“Sejauh ini, ini pilihannya yang paling jauh.”
Guntur, 1998.
****
Setelah beberapa menit meninggalkan dua remaja yang sedang jatuh cinta, Henri kembali dengan wajah cerah. Namun, dia memiringkan kepala ketika melihat Putri dan Guntur diam dengan memalingkan wajah satu sama lain. “Tunggu-tunggu! Kenapa, nih? Kalian marahan?”
Henri pun duduk di antara keduanya saat tidak ada yang menjawab. “Hubungan kalian belum sampai 24 jam, tapi udah timbul perpecahan begini? Kalau ada masalah, selesaikan dengan diskusi yang sehat. Saling mendiamkan tidak akan menyelesaikan apa pun.”
Guntur dan Putri menoleh ke mahasiswa itu dengan wajah muram. Henri menatap keduanya secara bergantian hingga memahami akar permasalahan mereka. “Khawatir soal perbedaan keyakinan?”
Kedua remaja itu mengangguk bersamaan. Putri melirik Guntur dengan sudut matanya, lalu menatap Henri. “Seperti yang Koh Henri bilang, kami pacaran baru beberapa jam lalu, tapi sudah bertengkar. Apa perbedaan itu gak menjadi penghalang di masa depan?”
“Perbedaan kebiasaan dan budaya setiap kepercayaan memang sering kali menimbulkan perpecahan, tapi itu gak cukup merusak suatu hubungan. Berakhir atau tidaknya hubungan tergantung keputusan masing-masing,” jawab Henri dengan tersenyum tipis memandang langit penuh bintang seolah-olah ada seseorang di sana. Dia mengambil jeda beberapa detik, lalu berkata, “Feni yang mengajarkanku semua itu.”
“Apa lagi yang Kak Feni bilang tentang itu? Dia juga membahas pernikahan?” tanya Guntur dengan wajah penasaran.
Henri berpikir sejenak untuk mengingat ingat. Dia pun berdiri menatap langit sambil tertawa kecil. “Feni selalu bilang kalau itu mustahil.”

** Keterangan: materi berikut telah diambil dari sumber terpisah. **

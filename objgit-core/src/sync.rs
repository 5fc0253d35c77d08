//! Reconciling externally supplied commit batches with the local log.
//!
//! Incremental ingest adds what is missing and repairs dangling parents.
//! Replace ingest overwrites the main branch with the remote copy.

use crate::config::ParentPolicy;
use crate::error::{Error, Result};
use crate::history::find_commit;
use crate::host::Host;
use crate::models::{Branch, Commit};
use crate::repository::Repository;
use std::collections::HashSet;
use std::path::{Path, PathBuf};
use tracing::{debug, info, warn};

#[derive(Debug, Clone, Copy, PartialEq, Eq)]
pub enum IngestMode {
    /// Add missing commits and merge branch lists.
    Incremental,
    /// Overwrite the main branch with the remote batch.
    Replace,
}

#[derive(Debug, Clone, PartialEq, Eq)]
pub struct ParentRepair {
    pub commit_id: String,
    pub missing_parent: String,
    /// `None` when no earlier commit existed and the commit became a root.
    pub new_parent: Option<String>,
}

#[derive(Debug, Clone, Default, PartialEq, Eq)]
pub struct IngestReport {
    pub inserted: usize,
    pub updated: usize,
    pub unchanged: usize,
    /// Local commits dropped by a replace.
    pub removed: usize,
    pub repairs: Vec<ParentRepair>,
    pub reconstructed: Option<String>,
}

/// Keep the first commit of every id in the batch.
pub fn dedupe_batch(remote: &[Commit]) -> Vec<Commit> {
    let mut seen: HashSet<&str> = HashSet::new();
    let mut batch = Vec::with_capacity(remote.len());
    for commit in remote {
        if seen.insert(commit.commit_id.as_str()) {
            batch.push(commit.clone());
        } else {
            warn!("Ignoring repeated commit {} in remote batch", commit.commit_id);
        }
    }
    batch
}
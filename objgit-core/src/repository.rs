//! Branch management over one dataset.
//!
//! A [`Repository`] owns the commit store together with the in-memory state
//! that used to live in process-wide globals: the active branch and one
//! baseline per branch. The live objects stay with the caller's [`Host`] and
//! are passed into every operation that reads or rebuilds the workspace.

use crate::config::{Config, ReconstructStrategy};
use crate::diff::PayloadDiff;
use crate::error::{Error, Result};
use crate::history::{ancestry, find_commit, latest_on_branch, CommitStore};
use crate::host::Host;
use crate::models::{Branch, Commit, CommitInfo, ObjectChange};
use crate::snapshot::{self, Baseline, ChangeSet, StateComparison};
use crate::storage;
use chrono::{DateTime, Duration, Utc};
use std::collections::{BTreeMap, HashMap};
use std::path::Path;
use tracing::{debug, info};

/// Author recorded on commits the engine creates on its own.
pub const SYSTEM_AUTHOR: &str = "System";

/// Live objects at some commit, keyed by id. Each entry is the last present
/// change for that object, so transforms survive replay.
pub type ObjectState = BTreeMap<String, ObjectChange>;

/// Replay the parent chain ending at `commit_id`.
pub fn materialize(history: &[Commit], commit_id: &str) -> Result<ObjectState> {
    let mut state = ObjectState::new();
    for commit in ancestry(history, commit_id)? {
        apply_to_state(&mut state, &commit.changes);
    }
    Ok(state)
}

pub fn apply_to_state(state: &mut ObjectState, changes: &[ObjectChange]) {
    for change in changes {
        if change.change_type.is_present() {
            state.insert(change.id.clone(), change.clone());
        } else {
            state.remove(&change.id);
        }
    }
}

pub fn payloads(state: &ObjectState) -> Baseline {
    state
        .iter()
        .map(|(id, change)| (id.clone(), change.serialized_payload.clone()))
        .collect()
}

/// Commits created while switching branches.
#[derive(Debug, Clone, Default)]
pub struct SwitchOutcome {
    pub auto_save: Option<Commit>,
    pub first_commit: Option<Commit>,
    pub reconstructed: Option<Commit>,
}

impl SwitchOutcome {
    pub fn is_noop(&self) -> bool {
        self.auto_save.is_none() && self.first_commit.is_none() && self.reconstructed.is_none()
    }
}

pub struct Repository {
    store: CommitStore,
    config: Config,
    active_branch: Option<String>,
    baselines: HashMap<String, Baseline>,
    last_timestamp: Option<DateTime<Utc>>,
}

“Ikatan itu tidak akan terjalin sampai ada salah satu yang mengalah,” ujar Putri menoleh ke wajah Guntur dengan sorot kecewa. Laki-laki itu membalas tatapannya begitu dalam.
****
Di pertigaan jalan, Guntur dan Putri berpisah dengan Henri yang tinggal di rumah aman yang arahnya berlawanan dengan tempat mereka. Pasangan itu berjalan beriringan tanpa suara ditemani lampu jalan. Hanya ada suara angin dari pepohonan rimbun depan rumah warga.
Putri mempercepat langkah saat hampir sampai rumah yang ditempatinya untuk sementara. Guntur tiba-tiba mencekal lengan gadis itu. Tanpa kata, laki-laki tersebut berjongkok untuk membenarkan tali sepatu sang gadis. Perempuan berbibir tipis itu tersenyum getir.
“Seharusnya, hubungan ini gak ada sejak awal,” kata Putri seraya memundurkan kakinya, sehingga Guntur gagal mengikat tali sepatu itu. “Setelah sepuluh tahun tidak pernah ada balasan surat-surat yang kukirim, kenapa baru sekarang kamu mau hubungan kita lebih dari teman, Tur?”
“Bisa jawab pertanyaanku?” tanya Putri saat laki-laki di depannya terdiam.
Guntur masih berjongkok dengan kepala menunduk. Tidak ada jawaban yang bisa menjelaskan perasaannya. Sejujurnya, di benak lelaki itu masih penuh keraguan. Putri menunduk, lalu melihat tali sepatu yang tidak terikat.
“Aku tahu, Tur! Kamu cuma kasihan, kan?”